Altrettanto famosi sono i frutteti, soprattutto ad albicocche, particolarmente adattate ai suoli vesuviani e presenti con una vasta gamma di varietà dotate tutte di aromi sapori e profumi molto pregiati. Ancora, molto coltivati sono il pero, il melo, il pesco, il ciliegio, il fico, l’olivo, il gelso nero e il gelso bianco.
Infine le specie orticole tipiche dell’area vesuviana, come i famosi Pomodorini del Vesuvio, di piccole dimensioni, tondi, con una caratteristica punta alla base e dal sapore dolce acidulo.
Vengono tipicamente conservati per tutto l’inverno legati ad uno spago avvolto a cerchio e riposti in luoghi asciutti e lontano dai raggi del sole; maturano lentamente, conservando la polpa gustosa, protetta dalla buccia che appassisce. I grappoli di pomodorini così raccolti sono detti piennoli.

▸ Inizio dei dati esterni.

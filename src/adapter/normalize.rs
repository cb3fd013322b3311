//! Wire messages to [`InboundEvent`]s.

use relay_proto::response::{RPL_ENDOFNAMES, RPL_NAMREPLY, RPL_NOTOPIC, RPL_TOPIC};
use relay_proto::{Message, irc_to_lower, is_channel_name, parse_mode_changes};
use std::collections::HashMap;
use tracing::trace;

use crate::event::InboundEvent;

/// Stateful normalizer for one connection.
///
/// Names replies span several 353 lines; they are collected until the 366
/// that closes them and emitted as one [`InboundEvent::Names`].
#[derive(Debug, Default)]
pub struct Normalizer {
    pending_names: HashMap<String, (String, Vec<String>)>,
}

fn param(msg: &Message, idx: usize) -> String {
    msg.param(idx).unwrap_or_default().to_string()
}

fn optional(msg: &Message, idx: usize) -> Option<String> {
    msg.param(idx).filter(|s| !s.is_empty()).map(str::to_string)
}

impl Normalizer {
    pub fn new() -> Self {
        Self::default()
    }

    /// Events carried by one message; empty for anything the session
    /// does not track. Missing parameters are passed through as empty
    /// fields for the state manager to reject.
    pub fn normalize(&mut self, msg: &Message) -> Vec<InboundEvent> {
        let nick = msg.source_nick().unwrap_or_default().to_string();

        let event = match msg.command.as_str() {
            "JOIN" => InboundEvent::Join {
                channel: param(msg, 0),
                nick,
                hostmask: msg.prefix.as_ref().and_then(|p| p.user_host()),
            },
            "PART" => InboundEvent::Part {
                channel: param(msg, 0),
                nick,
                reason: optional(msg, 1),
            },
            "QUIT" => InboundEvent::Quit {
                nick,
                reason: optional(msg, 0),
            },
            "NICK" => InboundEvent::NickChange {
                old: nick,
                new: param(msg, 0),
            },
            "PRIVMSG" => {
                let text = param(msg, 1);
                if text.starts_with('\u{1}') && !text.starts_with("\u{1}ACTION ") {
                    trace!(from = %nick, "Ignoring CTCP request");
                    return Vec::new();
                }
                InboundEvent::Message {
                    target: param(msg, 0),
                    nick,
                    text,
                }
            }
            "TOPIC" => InboundEvent::Topic {
                channel: param(msg, 0),
                nick: Some(nick),
                text: param(msg, 1),
            },
            RPL_TOPIC => InboundEvent::Topic {
                channel: param(msg, 1),
                nick: None,
                text: param(msg, 2),
            },
            RPL_NOTOPIC => InboundEvent::Topic {
                channel: param(msg, 1),
                nick: None,
                text: String::new(),
            },
            "KICK" => InboundEvent::Kick {
                channel: param(msg, 0),
                nick: param(msg, 1),
                by: Some(nick).filter(|n| !n.is_empty()),
                reason: optional(msg, 2),
            },
            "MODE" => return self.mode(msg, nick),
            RPL_NAMREPLY => {
                // <me> <type> <channel> :<names>
                let channel = param(msg, 2);
                let (_, names) = self
                    .pending_names
                    .entry(irc_to_lower(&channel))
                    .or_insert_with(|| (channel.clone(), Vec::new()));
                names.extend(msg.trailing().unwrap_or_default().split_whitespace().map(str::to_string));
                return Vec::new();
            }
            RPL_ENDOFNAMES => {
                let channel = param(msg, 1);
                let (channel, names) = self
                    .pending_names
                    .remove(&irc_to_lower(&channel))
                    .unwrap_or((channel, Vec::new()));
                InboundEvent::Names { channel, names }
            }
            _ => return Vec::new(),
        };
        vec![event]
    }

    fn mode(&mut self, msg: &Message, nick: String) -> Vec<InboundEvent> {
        let target = param(msg, 0);
        let modes = param(msg, 1);
        let args: Vec<String> = msg.params.iter().skip(2).cloned().collect();
        let by = Some(nick).filter(|n| !n.is_empty());

        let mut events = Vec::new();
        if is_channel_name(&target) {
            events.extend(
                parse_mode_changes(&modes, &args)
                    .into_iter()
                    .filter(|c| c.adding && c.mode == 'b')
                    .filter_map(|c| c.arg)
                    .map(|mask| InboundEvent::Ban {
                        channel: target.clone(),
                        mask,
                        by: by.clone(),
                    }),
            );
        }
        events.insert(
            0,
            InboundEvent::Mode {
                target,
                nick: by,
                modes,
                args,
            },
        );
        events
    }
}

#[cfg(test)]
mod tests {
    use super::*;

    fn events(lines: &[&str]) -> Vec<InboundEvent> {
        let mut normalizer = Normalizer::new();
        lines
            .iter()
            .flat_map(|line| normalizer.normalize(&line.parse::<Message>().unwrap()))
            .collect()
    }

    #[test]
    fn join_carries_hostmask() {
        assert_eq!(
            events(&[":alice!al@host.example JOIN #rust"]),
            vec![InboundEvent::Join {
                channel: "#rust".into(),
                nick: "alice".into(),
                hostmask: Some("al@host.example".into()),
            }]
        );
    }

    #[test]
    fn names_are_collected_until_end() {
        let got = events(&[
            ":irc.test 353 relay = #rust :@alice +bob",
            ":irc.test 353 relay = #rust :carol",
            ":irc.test 366 relay #rust :End of /NAMES list.",
        ]);
        assert_eq!(
            got,
            vec![InboundEvent::Names {
                channel: "#rust".into(),
                names: vec!["@alice".into(), "+bob".into(), "carol".into()],
            }]
        );
    }

    #[test]
    fn ban_mode_yields_ban_events() {
        let got = events(&[":op!o@h MODE #c +bo *!*@bad.host alice"]);
        assert_eq!(got.len(), 2);
        assert!(matches!(&got[0], InboundEvent::Mode { modes, .. } if modes == "+bo"));
        assert_eq!(
            got[1],
            InboundEvent::Ban {
                channel: "#c".into(),
                mask: "*!*@bad.host".into(),
                by: Some("op".into()),
            }
        );

        // Removing a ban or a user mode yields only the mode event.
        assert_eq!(events(&[":op!o@h MODE #c -b *!*@x"]).len(), 1);
        assert_eq!(events(&[":relay MODE relay +B"]).len(), 1);
    }

    #[test]
    fn topic_replies() {
        assert_eq!(
            events(&[":irc.test 332 relay #c :hello world"]),
            vec![InboundEvent::Topic {
                channel: "#c".into(),
                nick: None,
                text: "hello world".into(),
            }]
        );
        assert_eq!(
            events(&[":irc.test 331 relay #c :No topic is set"]),
            vec![InboundEvent::Topic {
                channel: "#c".into(),
                nick: None,
                text: String::new(),
            }]
        );
    }

    #[test]
    fn kick_and_quit() {
        assert_eq!(
            events(&[":op!o@h KICK #c bob :bye"]),
            vec![InboundEvent::Kick {
                channel: "#c".into(),
                nick: "bob".into(),
                by: Some("op".into()),
                reason: Some("bye".into()),
            }]
        );
        assert_eq!(
            events(&[":bob!b@h QUIT"]),
            vec![InboundEvent::Quit {
                nick: "bob".into(),
                reason: None,
            }]
        );
    }

    #[test]
    fn ctcp_and_notices_are_ignored() {
        assert!(events(&[":bob!b@h PRIVMSG relay :\u{1}VERSION\u{1}"]).is_empty());
        assert!(events(&[":irc.test NOTICE * :*** Looking up your hostname"]).is_empty());
        assert_eq!(events(&[":bob!b@h PRIVMSG #c :\u{1}ACTION waves\u{1}"]).len(), 1);
    }

    #[test]
    fn missing_params_become_empty_fields() {
        let got = events(&[":alice!a@h JOIN"]);
        assert_eq!(got[0].missing_field(), Some("channel"));
    }
}
//! Default value functions for configuration.
//!
//! Separated into its own module for clarity and reuse.

use std::net::SocketAddr;

/// Returns `true` (for serde defaults).
pub fn default_true() -> bool {
    true
}

// =============================================================================
// IRC Defaults
// =============================================================================

pub fn default_irc_port() -> u16 {
    6667
}

pub fn default_user_modes() -> String {
    "+B".to_string()
}

pub fn default_reclaim_delay() -> u64 {
    2
}

pub fn default_connect_timeout() -> u64 {
    30
}

pub fn default_connect_attempts() -> u32 {
    3
}

pub fn default_retry_delay() -> u64 {
    5
}

// =============================================================================
// Gateway Defaults
// =============================================================================

pub fn default_gateway_address() -> SocketAddr {
    SocketAddr::from(([127, 0, 0, 1], 8080))
}

// =============================================================================
// AI Defaults
// =============================================================================

pub fn default_system_prompt() -> String {
    "You are a helpful IRC bot. Keep answers short and plain-text.".to_string()
}

pub fn default_max_tokens() -> u32 {
    150
}

pub fn default_ai_timeout() -> u64 {
    30
}

// =============================================================================
// Moderation Defaults
// =============================================================================

pub fn default_flood_threshold() -> u32 {
    8
}

pub fn default_flood_timeframe() -> u64 {
    60
}

pub fn default_caps_percentage() -> u8 {
    70
}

Tra gli ortaggi sono da segnalare, oltre ai finocchi e alle fave, i cosidetti friarielli, broccoli dal gusto forte e amarognolo che nella cucina napoletana condiscono pasta, carne e pizza. Per la frutta secca sono eccellenti le noci e le nocciole. Diffusa anche la produzione del miele.
Albicocche
Tra le circa cento cultivar di albicocche esistenti le più conosciute sono la Pellecchiella, che è considerata la migliore per il suo gusto particolarmente dolce e per la compattezza della polpa, la Boccuccia liscia di sapore agro dolce e la Boccuccia spinosa, dalla buccia meno liscia, la Cafona, la Carpone dal sapore zuccherino.
Tra gli altri cultivar, tutti molto gustosi, sono da ricordare: Baracca, Vitillo, Monaco bello, Prete, Palummella.
Ciliegie
meno numerose, sono coltivate per lo più alle falde del Monte Somma.
Tra le più famose ricordiamo la Ciliegia Malizia, con polpa rossa e consistente dal gusto succoso e aromatico, e la Ciliegia del Monte, prodotto PAT considerata la migliore da tavola: si riconosce per la sua buccia di colore giallorosato su di un lato e rosso scuro dall’altro, con punteggiatura gialla, ed ha la polpa chiara, succosa e profumata.
Vesuvio e Lacrima Christi DOC
Questi vini si ottengono da vitigni autoctoni: Coda di Volpe o Caprettone e Verdeca per l’80% con aggiunta di Falanghina e Greco per un massimo del 20% danno vita al Vesuvio Bianco, dal gusto secco e leggermente acidulo; Piedirosso o Palombina o Per’e Palummo e/o Sciascinoso o Olivella per l’80% con aggiunta di Aglianico per un massimo del 20% danno vita al Vesuvio Rosso, con un colore rosso rubino, ed al Vesuvio Rosato, con un colore rosso più o meno inteso, entrambi dal gusto secco e armonico.
I vini prodotti possono denominarsi Lacryma Christi se raggiungono i 12 gradi alcolici. Il vino Lacryma Christi del Vesuvio è uti- lizzato per produrre uno spumante naturale e, limitatamente al bianco, un vino liquoroso.
Catalanesca
Questo vitigno fu importato da Alfonso I d’Aragona nel XV secolo dalla Catalogna, regione spagnola cui deve il nome, per sostituire il vitigno “Greco” distrutto sull’intero versante del Monte Somma da un terribile attacco di pronospora.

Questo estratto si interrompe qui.